Mental health conversations – Ethical responsibilities of healthcare workers towards service users

Home Lifestyle Mental health conversations – Ethical responsibilities of healthcare workers towards service users
Mental health conversations – Ethical responsibilities of healthcare workers towards service users

Healthcare workers and professionals in different spheres of serving have ethics and obligations towards service users, both in the public and private sectors. Globally, there are governing bodies which ensure that various health professionals such as psychologists, psychiatrists, medical doctors and nurses uphold their ethical obligations towards service users. In the Namibian context, we have the Health Professions Council of Namibia (HPCNA) that carries out this duty.  

The primary objective of the HPCNA is to safeguard the public, who are predominantly service users. Specific governing standards, values and ethical principles are put in place to align health professional practices and behaviours to those of the entity because of the power relationship that exists between the health professionals and the service users. Generally, health professionals are deemed knowledgeable on the subject matter of health-related issues because of their professional training and experience, and as a result, service users trust and rely on the guidance and treatment provided by health professionals. 

Hence, it’s crucial that healthcare workers and professionals need to take caution in how they engage and treat service users. Health professionals are responsible for providing diagnoses, recommending or providing treatment, whether that is medicinal or psychotherapy, providing physical care in the wards, such as administering medication, checking blood pressure as well as making sure that those who require palliative care are provided with the integrated care needed for their well-being. If a respective department doesn’t have a multidisciplinary team needed to provide a holistic service to the service users, it is the healthcare workers’ responsibility to refer the service users accordingly, and to educate them on the steps how to achieve optimal health.  

In addition, healthcare workers and professionals upon registration with the governing bodies, whether it’s for internships or professional purposes, declare under oath to treat service users humanely, with dignity, respect and empathy. The cornerstone of any health professional is to serve, or at least be mindful of professional roles when serving specifically, in the public sector, where the majority of service users are from vulnerable groups due to their low socio-economic and educational backgrounds. Global studies indicate that some healthcare workers and professionals’ negative attitudes and treatment of service users deters the public from engaging in help-seeking behaviours. 

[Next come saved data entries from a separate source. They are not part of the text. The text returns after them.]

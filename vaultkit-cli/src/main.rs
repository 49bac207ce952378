//! Developer CLI over a file-backed wallet.

mod commands;

use std::{path::PathBuf, sync::Arc};

use clap::{Args, Parser, Subcommand};
use eyre::{eyre, WrapErr};
use vaultkit_core::{
    accounts::AccountStore,
    auth::AuthService,
    chains::{ChainRegistry, NoHistoryProbe},
    config::{Network, WalletConfig},
    storage::FileStore,
    vault::CredentialVault,
};

#[derive(Parser)]
#[command(name = "vaultkit", version, about = "VaultKit developer CLI")]
struct Cli {
    #[command(flatten)]
    global: GlobalOptions,

    #[command(subcommand)]
    command: Command,
}

#[derive(Args)]
struct GlobalOptions {
    /// Directory holding the wallet store.
    #[arg(long, value_name = "DIR", env = "VAULTKIT_DATA_DIR", global = true)]
    data_dir: Option<PathBuf>,

    /// Network for commands that create accounts.
    #[arg(long, default_value = "mainnet", env = "VAULTKIT_NETWORK", global = true)]
    network: Network,

    /// JSON file overriding the default configuration.
    #[arg(long, value_name = "FILE", env = "VAULTKIT_CONFIG", global = true)]
    config: Option<PathBuf>,
}

#[derive(Subcommand)]
enum Command {
    /// Mnemonic tooling. Touches no stored state.
    Mnemonic {
        #[command(subcommand)]
        cmd: commands::MnemonicCommand,
    },
    /// Create or import wallets.
    Wallet {
        #[command(subcommand)]
        cmd: commands::WalletCommand,
    },
    /// Inspect and manage stored accounts.
    Account {
        #[command(subcommand)]
        cmd: commands::AccountCommand,
    },
    /// Check or rotate the wallet password.
    Password {
        #[command(subcommand)]
        cmd: commands::PasswordCommand,
    },
    /// Remove every account, or only those on `--network` with `--network-only`.
    Reset {
        #[arg(long)]
        network_only: bool,
    },
}

fn default_data_dir() -> eyre::Result<PathBuf> {
    dirs::data_dir()
        .map(|dir| dir.join("vaultkit"))
        .ok_or_else(|| eyre!("no data directory on this platform, pass --data-dir"))
}

fn load_config(path: Option<&PathBuf>) -> eyre::Result<WalletConfig> {
    let Some(path) = path else {
        return Ok(WalletConfig::default());
    };
    let json = std::fs::read_to_string(path)
        .wrap_err_with(|| format!("reading config {}", path.display()))?;
    Ok(WalletConfig::from_json(&json)?)
}

async fn open_service(global: &GlobalOptions) -> eyre::Result<AuthService> {
    let config = load_config(global.config.as_ref())?;
    let data_dir = match &global.data_dir {
        Some(dir) => dir.clone(),
        None => default_data_dir()?,
    };
    let store = FileStore::open(data_dir.join("wallet.json"))
        .wrap_err_with(|| format!("opening wallet store in {}", data_dir.display()))?;
    tracing::debug!(path = %store.path().display(), "wallet store opened");

    // Locally derived TON addresses are not contract addresses, so an indexer
    // would never report history for them. Ambiguous mnemonics resolve as BIP39.
    let chains = ChainRegistry::standard(Arc::new(NoHistoryProbe));
    let accounts = AccountStore::open(Arc::new(store), chains).await?;
    let vault = CredentialVault::new(config.kdf);
    Ok(AuthService::new(config, Arc::new(vault), Arc::new(accounts)))
}

#[tokio::main]
async fn main() -> eyre::Result<()> {
    vaultkit_core::logger::init_tracing("warn,vaultkit_core=info")
        .map_err(|err| eyre!("installing tracing subscriber: {err}"))?;
    let cli = Cli::parse();

    let network = cli.global.network;
    match cli.command {
        Command::Mnemonic { cmd } => {
            let service = open_service(&cli.global).await?;
            commands::mnemonic(&service, cmd).await
        }
        Command::Wallet { cmd } => {
            let service = open_service(&cli.global).await?;
            commands::wallet(&service, network, cmd).await
        }
        Command::Account { cmd } => {
            let service = open_service(&cli.global).await?;
            commands::account(&service, cmd).await
        }
        Command::Password { cmd } => {
            let service = open_service(&cli.global).await?;
            commands::password(&service, cmd).await
        }
        Command::Reset { network_only } => {
            let service = open_service(&cli.global).await?;
            if network_only {
                service.remove_network_accounts(network).await?;
            } else {
                service.reset_accounts().await?;
            }
            println!("accounts removed");
            Ok(())
        }
    }
}
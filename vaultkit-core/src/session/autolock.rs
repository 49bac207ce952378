use std::time::Duration;

use serde::{Deserialize, Serialize};
use strum::{Display, EnumString};

/// Idle period after which the session locks itself.
#[derive(
    Debug, Clone, Copy, PartialEq, Eq, Default, Display, EnumString, Serialize, Deserialize,
)]
pub enum AutolockPeriod {
    /// One minute.
    #[strum(serialize = "1")]
    #[serde(rename = "1")]
    OneMinute,
    /// Ten minutes.
    #[default]
    #[strum(serialize = "2")]
    #[serde(rename = "2")]
    TenMinutes,
    /// One hour.
    #[strum(serialize = "3")]
    #[serde(rename = "3")]
    OneHour,
    /// Never lock on idle.
    #[strum(serialize = "never")]
    #[serde(rename = "never")]
    Never,
}

impl AutolockPeriod {
    /// Every option, in menu order.
    pub const ALL: [Self; 4] = [Self::OneMinute, Self::TenMinutes, Self::OneHour, Self::Never];

    /// The idle period, `None` for [`Self::Never`].
    #[must_use]
    pub const fn period(self) -> Option<Duration> {
        match self {
            Self::OneMinute => Some(Duration::from_secs(60)),
            Self::TenMinutes => Some(Duration::from_secs(10 * 60)),
            Self::OneHour => Some(Duration::from_secs(60 * 60)),
            Self::Never => None,
        }
    }
}
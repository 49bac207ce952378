use std::sync::Arc;

use rand::seq::index;
use secrecy::SecretString;
use serde::{Deserialize, Serialize};
use subtle::ConstantTimeEq;

use super::{AuthService, ImportedAccount};
use crate::{
    accounts::{AccountId, HardwareDescriptor},
    config::{Network, RuntimeEnvironment},
    error::{WalletError, WalletResult},
    hardware::DiscoveredWallet,
    vault::SecretPhrase,
};

/// Screen of the create/import flow.
#[derive(Debug, Clone, Copy, PartialEq, Eq, Default, Serialize, Deserialize)]
#[serde(rename_all = "camelCase")]
pub enum AuthState {
    /// No flow running.
    #[default]
    None,
    /// A new mnemonic is shown.
    CreatingWallet,
    /// Password entry for a new wallet.
    CreatePassword,
    /// PIN entry for a new wallet, on PIN-pad hosts.
    CreatePin,
    /// Offer to enable biometric unlock.
    CreateBiometrics,
    /// Backup confirmation of the new mnemonic.
    DisclaimerAndBackup,
    /// Mnemonic entry for an import.
    ImportWallet,
    /// Password entry for an import.
    ImportWalletCreatePassword,
    /// Import done, last notice before the wallet opens.
    Disclaimer,
    /// The wallet is ready.
    Ready,
    /// The about screen.
    About,
}

/// What the flow is doing.
#[derive(Debug, Clone, Copy, PartialEq, Eq, Serialize, Deserialize)]
#[serde(rename_all = "camelCase")]
pub enum AuthMethod {
    /// Creating a new wallet.
    CreateAccount,
    /// Importing from a mnemonic or private key.
    ImportMnemonic,
    /// Importing from a hardware device.
    ImportHardwareWallet,
}

/// Transient state of one flow. The mnemonic is zeroized when it drops; the
/// password is never kept past the call that uses it.
#[derive(Debug)]
pub struct AuthSession {
    /// What the flow is doing.
    pub method: AuthMethod,
    /// Target network.
    pub network: Network,
    /// The mnemonic, until the flow no longer needs it.
    pub mnemonic: Option<SecretPhrase>,
    /// The created account.
    pub account_id: Option<AccountId>,
    /// Its primary address.
    pub address: Option<String>,
    /// Word positions the user must re-enter, ascending.
    pub mnemonic_check_indexes: Vec<usize>,
}

impl AuthSession {
    fn new(method: AuthMethod, network: Network) -> Self {
        Self {
            method,
            network,
            mnemonic: None,
            account_id: None,
            address: None,
            mnemonic_check_indexes: Vec::new(),
        }
    }
}

/// A sorted random sample of `count` positions out of `total`.
#[must_use]
pub fn select_mnemonic_for_check(total: usize, count: usize) -> Vec<usize> {
    let mut indexes = index::sample(&mut rand::thread_rng(), total, count.min(total)).into_vec();
    indexes.sort_unstable();
    indexes
}

/// State container for the create and import screens.
///
/// Transitions are checked against the current [`AuthState`]; the effects run
/// through [`AuthService`].
pub struct AuthFlow {
    service: Arc<AuthService>,
    env: RuntimeEnvironment,
    state: AuthState,
    previous: AuthState,
    session: Option<AuthSession>,
}

impl AuthFlow {
    /// Creates an idle flow.
    #[must_use]
    pub const fn new(service: Arc<AuthService>, env: RuntimeEnvironment) -> Self {
        Self {
            service,
            env,
            state: AuthState::None,
            previous: AuthState::None,
            session: None,
        }
    }

    /// The current screen.
    #[must_use]
    pub const fn state(&self) -> AuthState {
        self.state
    }

    /// The running session.
    #[must_use]
    pub const fn session(&self) -> Option<&AuthSession> {
        self.session.as_ref()
    }

    /// Starts creating a wallet and generates its mnemonic.
    ///
    /// # Errors
    ///
    /// Returns the generation error; the flow stays idle.
    pub async fn start_creating_wallet(&mut self, network: Network) -> WalletResult<&SecretPhrase> {
        self.restart();
        let is_bip39 = self.service.config().is_bip39_mnemonic_enabled;
        let mnemonic = self.service.generate_mnemonic(is_bip39).await?;
        let mut session = AuthSession::new(AuthMethod::CreateAccount, network);
        session.mnemonic_check_indexes = select_mnemonic_for_check(
            mnemonic.len(),
            self.service.config().mnemonic_check_count,
        );
        let session = self.session.insert(session);
        self.state = AuthState::CreatingWallet;
        Ok(session.mnemonic.insert(mnemonic))
    }

    /// Moves from the shown mnemonic to password entry.
    ///
    /// # Errors
    ///
    /// Returns [`WalletError::InvalidInput`] outside [`AuthState::CreatingWallet`].
    pub fn confirm_mnemonic_shown(&mut self) -> WalletResult<()> {
        self.expect_state(&[AuthState::CreatingWallet])?;
        self.state = self.password_state(AuthState::CreatePassword);
        Ok(())
    }

    /// Starts an import.
    pub fn start_import(&mut self, network: Network) {
        self.restart();
        self.session = Some(AuthSession::new(AuthMethod::ImportMnemonic, network));
        self.state = AuthState::ImportWallet;
    }

    /// Accepts the words typed for an import.
    ///
    /// # Errors
    ///
    /// Returns [`WalletError::InvalidMnemonic`] when no dialect validates; the
    /// flow stays on the input screen.
    pub async fn submit_import_mnemonic(&mut self, mnemonic: SecretPhrase) -> WalletResult<()> {
        self.expect_state(&[AuthState::ImportWallet])?;
        if !self.service.validate_mnemonic(&mnemonic).await {
            return Err(WalletError::InvalidMnemonic);
        }
        self.session_mut()?.mnemonic = Some(mnemonic);
        self.state = self.password_state(AuthState::ImportWalletCreatePassword);
        Ok(())
    }

    /// Accepts the password and creates the account.
    ///
    /// # Errors
    ///
    /// Returns the create or import error; the flow stays on the password screen.
    pub async fn submit_password(&mut self, password: SecretString) -> WalletResult<ImportedAccount> {
        self.expect_state(&[
            AuthState::CreatePassword,
            AuthState::ImportWalletCreatePassword,
            AuthState::CreatePin,
        ])?;
        let session = self.session_ref()?;
        let mnemonic = session
            .mnemonic
            .as_ref()
            .ok_or_else(|| WalletError::invalid_input("mnemonic", "no mnemonic in flow"))?;
        let imported = match session.method {
            AuthMethod::CreateAccount => {
                self.service
                    .create_wallet(session.network, mnemonic, &password, None)
                    .await?
            }
            AuthMethod::ImportMnemonic => {
                self.service
                    .import_mnemonic(session.network, mnemonic, &password)
                    .await?
            }
            AuthMethod::ImportHardwareWallet => {
                return Err(WalletError::invalid_input(
                    "method",
                    "hardware imports take no password",
                ))
            }
        };

        let method = session.method;
        let session = self.session_mut()?;
        session.account_id = Some(imported.account_id.clone());
        session.address = imported.address_by_chain.values().next().cloned();

        let after = match method {
            AuthMethod::CreateAccount => AuthState::DisclaimerAndBackup,
            _ => AuthState::Disclaimer,
        };
        self.state = if self.env.is_native_biometric_supported {
            AuthState::CreateBiometrics
        } else {
            after
        };
        if self.state != AuthState::DisclaimerAndBackup {
            self.drop_secrets_after_creation();
        }
        Ok(imported)
    }

    /// Leaves the biometrics offer.
    ///
    /// # Errors
    ///
    /// Returns [`WalletError::InvalidInput`] outside [`AuthState::CreateBiometrics`].
    pub fn finish_biometrics_setup(&mut self) -> WalletResult<()> {
        self.expect_state(&[AuthState::CreateBiometrics])?;
        self.state = match self.session_ref()?.method {
            AuthMethod::CreateAccount => AuthState::DisclaimerAndBackup,
            _ => AuthState::Disclaimer,
        };
        if self.state != AuthState::DisclaimerAndBackup {
            self.drop_secrets_after_creation();
        }
        Ok(())
    }

    /// Word positions the user must re-enter, ascending.
    #[must_use]
    pub fn mnemonic_check_indexes(&self) -> &[usize] {
        self.session
            .as_ref()
            .map_or(&[], |session| session.mnemonic_check_indexes.as_slice())
    }

    /// Draws new word positions for the backup check, e.g. after a failed attempt.
    ///
    /// # Errors
    ///
    /// Returns [`WalletError::InvalidInput`] outside
    /// [`AuthState::DisclaimerAndBackup`].
    pub fn restart_check_mnemonic_indexes(&mut self) -> WalletResult<&[usize]> {
        self.expect_state(&[AuthState::DisclaimerAndBackup])?;
        let count = self.service.config().mnemonic_check_count;
        let session = self.session_mut()?;
        let total = session.mnemonic.as_ref().map_or(0, SecretPhrase::len);
        session.mnemonic_check_indexes = select_mnemonic_for_check(total, count);
        Ok(&session.mnemonic_check_indexes)
    }

    /// Checks the re-entered words. A match completes the flow.
    ///
    /// # Errors
    ///
    /// Returns [`WalletError::InvalidInput`] outside
    /// [`AuthState::DisclaimerAndBackup`] or when the answer count is wrong.
    pub fn check_mnemonic(&mut self, answers: &[String]) -> WalletResult<bool> {
        self.expect_state(&[AuthState::DisclaimerAndBackup])?;
        let session = self.session_ref()?;
        if answers.len() != session.mnemonic_check_indexes.len() {
            return Err(WalletError::invalid_input(
                "answers",
                format!("expected {} words", session.mnemonic_check_indexes.len()),
            ));
        }
        let words = session
            .mnemonic
            .as_ref()
            .ok_or_else(|| WalletError::invalid_input("mnemonic", "no mnemonic in flow"))?
            .words();
        let matches = session
            .mnemonic_check_indexes
            .iter()
            .zip(answers)
            .all(|(position, answer)| {
                words.get(*position).is_some_and(|word| {
                    bool::from(word.as_bytes().ct_eq(answer.trim().to_lowercase().as_bytes()))
                })
            });
        if matches {
            self.drop_secrets_after_creation();
            self.state = AuthState::Ready;
        }
        Ok(matches)
    }

    /// Skips the backup check; the account is flagged as needing a backup.
    ///
    /// # Errors
    ///
    /// Returns [`WalletError::InvalidInput`] outside
    /// [`AuthState::DisclaimerAndBackup`], or a storage error.
    pub async fn skip_backup(&mut self) -> WalletResult<()> {
        self.expect_state(&[AuthState::DisclaimerAndBackup])?;
        let account_id = self
            .session_ref()?
            .account_id
            .clone()
            .ok_or_else(|| WalletError::invalid_input("account_id", "no account in flow"))?;
        self.service
            .accounts()
            .set_backup_required(&account_id, true)
            .await?;
        self.drop_secrets_after_creation();
        self.state = AuthState::Ready;
        Ok(())
    }

    /// Closes the post-import notice.
    ///
    /// # Errors
    ///
    /// Returns [`WalletError::InvalidInput`] outside [`AuthState::Disclaimer`].
    pub fn close_disclaimer(&mut self) -> WalletResult<()> {
        self.expect_state(&[AuthState::Disclaimer])?;
        self.state = AuthState::Ready;
        Ok(())
    }

    /// Imports the selected device wallets.
    ///
    /// # Errors
    ///
    /// See [`AuthService::import_hardware_wallets`].
    pub async fn import_hardware_wallets(
        &mut self,
        network: Network,
        wallets: &[DiscoveredWallet],
        descriptor: &HardwareDescriptor,
    ) -> WalletResult<Vec<ImportedAccount>> {
        self.restart();
        let imported = self
            .service
            .import_hardware_wallets(network, wallets, descriptor)
            .await?;
        let mut session = AuthSession::new(AuthMethod::ImportHardwareWallet, network);
        session.account_id = imported.first().map(|account| account.account_id.clone());
        self.session = Some(session);
        self.state = AuthState::Ready;
        Ok(imported)
    }

    /// Opens the about screen.
    pub fn open_about(&mut self) {
        if self.state != AuthState::About {
            self.previous = self.state;
            self.state = AuthState::About;
        }
    }

    /// Returns from the about screen.
    pub fn close_about(&mut self) {
        if self.state == AuthState::About {
            self.state = self.previous;
        }
    }

    /// Ends the flow and returns the created account, if any.
    pub fn finish(&mut self) -> Option<AccountId> {
        let account_id = self.session.take().and_then(|session| session.account_id);
        self.state = AuthState::None;
        account_id
    }

    /// Discards the session and its secrets.
    pub fn restart(&mut self) {
        self.session = None;
        self.state = AuthState::None;
        self.previous = AuthState::None;
    }

    const fn password_state(&self, password_screen: AuthState) -> AuthState {
        if self.env.uses_pin_pad {
            AuthState::CreatePin
        } else {
            password_screen
        }
    }

    fn drop_secrets_after_creation(&mut self) {
        if let Some(session) = self.session.as_mut() {
            session.mnemonic = None;
        }
    }

    fn expect_state(&self, allowed: &[AuthState]) -> WalletResult<()> {
        if allowed.contains(&self.state) {
            Ok(())
        } else {
            Err(WalletError::invalid_input(
                "auth_state",
                format!("unexpected in {:?}", self.state),
            ))
        }
    }

    fn session_ref(&self) -> WalletResult<&AuthSession> {
        self.session
            .as_ref()
            .ok_or_else(|| WalletError::invalid_input("auth_state", "no flow running"))
    }

    fn session_mut(&mut self) -> WalletResult<&mut AuthSession> {
        self.session
            .as_mut()
            .ok_or_else(|| WalletError::invalid_input("auth_state", "no flow running"))
    }
}

#[cfg(test)]
mod tests {
    use super::*;

    #[test]
    fn test_check_selection_is_sorted_and_distinct() {
        for _ in 0..20 {
            let indexes = select_mnemonic_for_check(24, 3);
            assert_eq!(indexes.len(), 3);
            assert!(indexes.windows(2).all(|pair| pair[0] < pair[1]));
            assert!(indexes.iter().all(|index| *index < 24));
        }
    }

    #[test]
    fn test_check_selection_is_capped() {
        assert_eq!(select_mnemonic_for_check(2, 5), vec![0, 1]);
        assert!(select_mnemonic_for_check(0, 3).is_empty());
    }
}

It could be argued that the frequent local media coverage of healthcare workers’ negligence towards service users, which sometimes carries grave consequences for service users and their families, may coincide with the findings of global research. 

Service users seek help because they have identified a need for either psychological, physiological or psychiatric intervention. Therefore, it’s the healthcare workers and professionals’ duty to do their best to alleviate the main complaint, not to exacerbate the problem or be a perpetuating factor to the service users’ conditions. 

To improve the wellbeing of the service users, the following four main principles of ethics are crucial for healthcare workers in all settings. 

• Autonomy – respecting service users’ freedom to choose what is right for them without influencing them with your values, beliefs as healthcare workers, including discussing informed consent, transparency and confidentiality. 

However, there may be situations in which the beneficence principle may override autonomy – for e.g. when a service user is admitted involuntarily into a facility due to their mental health condition under a certain Act for their own benefit, their decision-making power is then overridden.

• Beneficence – intent to do good; acting in the best interest of the service user. However, it’s crucial to treat each case individually, as what may seem as a good option for one service user may not apply to the other due to their cultural context or values.  

• Non-maleficence – do no harm. Healthcare workers should avoid causing any harm to service users at all times. Good outcomes should always rule out the bad ones. 

• Justice – be fair and make opportunities for treatment available for everyone, irrespective of their culture, status or creed.